--- Provided material Enclosed Below ---
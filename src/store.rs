//! Whole-file JSON persistence with a single-writer lock.
//!
//! Every ledger is read in full, mutated in memory and rewritten in full. Writes go
//! to a temporary sibling file that is then renamed over the target, so readers never
//! observe a half-written ledger.

use std::fs;
use std::io::{self, Write};
use std::path::{Path, PathBuf};

use serde::de::DeserializeOwned;
use serde::Serialize;
use tokio::sync::Mutex;
use tracing::{debug, error};

use crate::error::StoreError;

#[derive(Debug)]
pub struct JsonStore<T> {
    path: PathBuf,
    lock: Mutex<()>,
    _marker: std::marker::PhantomData<fn() -> T>,
}

impl<T> JsonStore<T>
where
    T: Serialize + DeserializeOwned + Default,
{
    pub fn new(path: impl Into<PathBuf>) -> Self {
        Self {
            path: path.into(),
            lock: Mutex::new(()),
            _marker: std::marker::PhantomData,
        }
    }

    pub fn path(&self) -> &Path {
        &self.path
    }

    /// Read the current value. An absent file is the default value.
    pub async fn load(&self) -> Result<T, StoreError> {
        let _guard = self.lock.lock().await;
        read_json(&self.path)
    }

    /// Read, mutate and rewrite under the writer lock. Returns whatever `f` returns.
    pub async fn update<R>(&self, f: impl FnOnce(&mut T) -> R) -> Result<R, StoreError> {
        let _guard = self.lock.lock().await;
        let mut value = read_json(&self.path)?;
        let out = f(&mut value);
        write_json(&self.path, &value)?;
        Ok(out)
    }

    /// Replace the stored value outright.
    pub async fn save(&self, value: &T) -> Result<(), StoreError> {
        let _guard = self.lock.lock().await;
        write_json(&self.path, value)
    }
}

fn read_json<T: DeserializeOwned + Default>(path: &Path) -> Result<T, StoreError> {
    let content = match fs::read_to_string(path) {
        Ok(c) => c,
        Err(e) if e.kind() == io::ErrorKind::NotFound => {
            debug!(path = %path.display(), "Ledger absent, using default");
            return Ok(T::default());
        }
        Err(source) => {
            return Err(StoreError::Read {
                path: path.to_path_buf(),
                source,
            })
        }
    };
    if content.trim().is_empty() {
        return Ok(T::default());
    }
    serde_json::from_str(&content).map_err(|source| {
        error!(path = %path.display(), error = %source, "Ledger is malformed");
        StoreError::Malformed {
            path: path.to_path_buf(),
            source,
        }
    })
}

fn write_json<T: Serialize>(path: &Path, value: &T) -> Result<(), StoreError> {
    let write_err = |source: io::Error| StoreError::Write {
        path: path.to_path_buf(),
        source,
    };
    let dir = match path.parent() {
        Some(p) if !p.as_os_str().is_empty() => p.to_path_buf(),
        _ => PathBuf::from("."),
    };
    fs::create_dir_all(&dir).map_err(write_err)?;

    let json = serde_json::to_vec_pretty(value)
        .map_err(|e| write_err(io::Error::new(io::ErrorKind::InvalidData, e)))?;
    let mut tmp = tempfile::NamedTempFile::new_in(&dir).map_err(write_err)?;
    tmp.write_all(&json).map_err(write_err)?;
    tmp.flush().map_err(write_err)?;
    tmp.persist(path).map_err(|e| write_err(e.error))?;
    Ok(())
}

#[cfg(test)]
mod tests {
    use super::*;
    use std::collections::BTreeMap;
    use tempfile::tempdir;

    #[tokio::test]
    async fn absent_file_loads_default_and_update_persists() {
        let tmp = tempdir().unwrap();
        let store: JsonStore<BTreeMap<String, u32>> = JsonStore::new(tmp.path().join("x.json"));

        assert!(store.load().await.unwrap().is_empty());

        let n = store
            .update(|m| {
                m.insert("a".into(), 1);
                m.len()
            })
            .await
            .unwrap();
        assert_eq!(n, 1);
        assert_eq!(store.load().await.unwrap().get("a"), Some(&1));
    }

    #[tokio::test]
    async fn malformed_file_is_an_error_and_is_left_alone() {
        let tmp = tempdir().unwrap();
        let path = tmp.path().join("x.json");
        fs::write(&path, "{not json").unwrap();
        let store: JsonStore<BTreeMap<String, u32>> = JsonStore::new(&path);

        assert!(matches!(store.load().await, Err(StoreError::Malformed { .. })));
        assert!(store.update(|m| m.clear()).await.is_err());
        assert_eq!(fs::read_to_string(&path).unwrap(), "{not json");
    }
}
//! Periodic driver: polls the schedule on a short interval and runs a cycle when due.

use std::sync::Arc;
use std::time::Duration;

use chrono::{Local, NaiveDateTime};
use tokio::sync::watch;
use tracing::{debug, error, info, instrument, warn};

use crate::contract::DeliveryChannel;
use crate::coordinator::{CycleOutcome, UploadCoordinator};
use crate::error::{BatchError, BatchResult};
use crate::schedule::ScheduleState;
use crate::store::JsonStore;

pub const DEFAULT_TICK: Duration = Duration::from_secs(30);

/// Load the schedule, rejecting out-of-range times.
pub async fn load_schedule(store: &JsonStore<ScheduleState>) -> BatchResult<ScheduleState> {
    let state = store.load().await?;
    state.validate()?;
    Ok(state)
}

/// Replace the schedule after validating it.
pub async fn reconfigure(store: &JsonStore<ScheduleState>, state: ScheduleState) -> BatchResult<()> {
    state.validate()?;
    store.save(&state).await?;
    info!(enabled = state.enabled, time = %state.time_label(), "Schedule updated");
    Ok(())
}

pub struct Scheduler<C> {
    coordinator: Arc<UploadCoordinator<C>>,
    schedule: Arc<JsonStore<ScheduleState>>,
    tick: Duration,
    last_fired: Option<NaiveDateTime>,
}

impl<C> Scheduler<C>
where
    C: DeliveryChannel + 'static,
{
    pub fn new(coordinator: Arc<UploadCoordinator<C>>, schedule: Arc<JsonStore<ScheduleState>>) -> Self {
        Self {
            coordinator,
            schedule,
            tick: DEFAULT_TICK,
            last_fired: None,
        }
    }

    pub fn with_tick(mut self, tick: Duration) -> Self {
        self.tick = tick;
        self
    }

    /// Evaluate the schedule once at `now`. Returns the cycle result if a cycle ran.
    pub async fn tick_at(&mut self, now: NaiveDateTime) -> Option<BatchResult<CycleOutcome>> {
        let state = match load_schedule(&self.schedule).await {
            Ok(s) => s,
            Err(e) => {
                warn!(error = %e, "[SCHEDULER] Could not read schedule, skipping tick");
                return None;
            }
        };
        if !state.is_due(now, self.last_fired) {
            return None;
        }
        self.last_fired = Some(now);
        info!(time = %state.time_label(), "[SCHEDULER] Schedule due, starting cycle");

        let result = self.coordinator.run_cycle().await;
        if let Err(BatchError::CycleInProgress) = &result {
            info!("[SCHEDULER] A manual cycle is already running, skipping this slot");
        }
        Some(result)
    }

    /// Tick until `shutdown` flips to `true`. The current cycle, if any, finishes first.
    #[instrument(skip_all)]
    pub async fn run(mut self, mut shutdown: watch::Receiver<bool>) {
        info!(tick_secs = self.tick.as_secs(), "[SCHEDULER] Started");
        let mut interval = tokio::time::interval(self.tick);
        interval.set_missed_tick_behavior(tokio::time::MissedTickBehavior::Delay);

        loop {
            tokio::select! {
                _ = interval.tick() => {
                    let now = Local::now().naive_local();
                    match self.tick_at(now).await {
                        Some(Err(e)) => error!(error = %e, "[SCHEDULER] Scheduled cycle failed"),
                        Some(Ok(outcome)) => debug!(?outcome, "[SCHEDULER] Scheduled cycle finished"),
                        None => {}
                    }
                }
                changed = shutdown.changed() => {
                    if changed.is_err() || *shutdown.borrow() {
                        info!("[SCHEDULER] Shutting down");
                        break;
                    }
                }
            }
        }
    }
}
use std::fmt;
use std::path::PathBuf;

use thiserror::Error;

use crate::contract::DeliveryError;

/// A single file that could not be moved or deleted, and why.
#[derive(Debug, Clone, PartialEq, Eq)]
pub struct FileFailure {
    pub filename: String,
    pub reason: String,
}

impl FileFailure {
    pub fn new(filename: impl Into<String>, reason: impl ToString) -> Self {
        Self {
            filename: filename.into(),
            reason: reason.to_string(),
        }
    }
}

impl fmt::Display for FileFailure {
    fn fmt(&self, f: &mut fmt::Formatter<'_>) -> fmt::Result {
        write!(f, "{}: {}", self.filename, self.reason)
    }
}

/// Errors surfaced by the batch engine at the coordinator boundary.
#[derive(Debug, Error)]
pub enum BatchError {
    /// A storage location or the delivery channel is missing. The cycle aborts without retry.
    #[error("not found: {0}")]
    NotFound(String),

    /// Every tier of the degrade cascade was rejected as too large.
    #[error("payload too large: {0}")]
    PayloadTooLarge(String),

    /// Delivery (or ledger access) failed in a way the next scheduled tick may not repeat.
    #[error("transient delivery error: {0}")]
    TransientDelivery(String),

    /// The batch was delivered but some files could not be archived. Never rolled back.
    #[error("partial commit for {correlation_id}: {} archived, {} failed", .archived.len(), .failed.len())]
    PartialCommit {
        correlation_id: String,
        archived: Vec<String>,
        failed: Vec<FileFailure>,
    },

    /// Undo refused to run because archived files of the batch are gone.
    #[error("cannot undo {correlation_id}: missing from archive: {}", .missing.join(", "))]
    MissingArchiveFile {
        correlation_id: String,
        missing: Vec<String>,
    },

    /// Undo refused to run because files of the same name are back in the pending folder.
    #[error("cannot undo {correlation_id}: already pending: {}", .conflicting.join(", "))]
    RestoreConflict {
        correlation_id: String,
        conflicting: Vec<String>,
    },

    /// Another cycle or undo currently holds the engine.
    #[error("an upload cycle is already in progress")]
    CycleInProgress,

    #[error("invalid schedule: {0}")]
    InvalidSchedule(String),

    #[error("storage error at {path:?}: {source}")]
    Storage {
        path: PathBuf,
        #[source]
        source: std::io::Error,
    },
}

impl BatchError {
    pub fn storage(path: impl Into<PathBuf>, source: std::io::Error) -> Self {
        BatchError::Storage {
            path: path.into(),
            source,
        }
    }
}

impl From<DeliveryError> for BatchError {
    fn from(e: DeliveryError) -> Self {
        match e {
            DeliveryError::PayloadTooLarge(msg) => BatchError::PayloadTooLarge(msg),
            DeliveryError::NotFound(msg) => BatchError::NotFound(msg),
            DeliveryError::Other(msg) => BatchError::TransientDelivery(msg),
        }
    }
}

/// Failure loading or saving one of the JSON ledgers.
#[derive(Debug, Error)]
pub enum StoreError {
    #[error("failed to read {path:?}: {source}")]
    Read {
        path: PathBuf,
        #[source]
        source: std::io::Error,
    },
    #[error("malformed ledger {path:?}: {source}")]
    Malformed {
        path: PathBuf,
        #[source]
        source: serde_json::Error,
    },
    #[error("failed to write {path:?}: {source}")]
    Write {
        path: PathBuf,
        #[source]
        source: std::io::Error,
    },
}

// A ledger that cannot be read or written aborts the current cycle only.
impl From<StoreError> for BatchError {
    fn from(e: StoreError) -> Self {
        BatchError::TransientDelivery(e.to_string())
    }
}

pub type BatchResult<T> = Result<T, BatchError>;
--- End of Enclosed Provided material ---
> **Activity**: Filter the preceding entries down to the lines with "Every".

> **Response to this task**:
//! Every ledger is read in full, mutated in memory and rewritten in full. Writes go
    /// Every tier of the degrade cascade was rejected as too large.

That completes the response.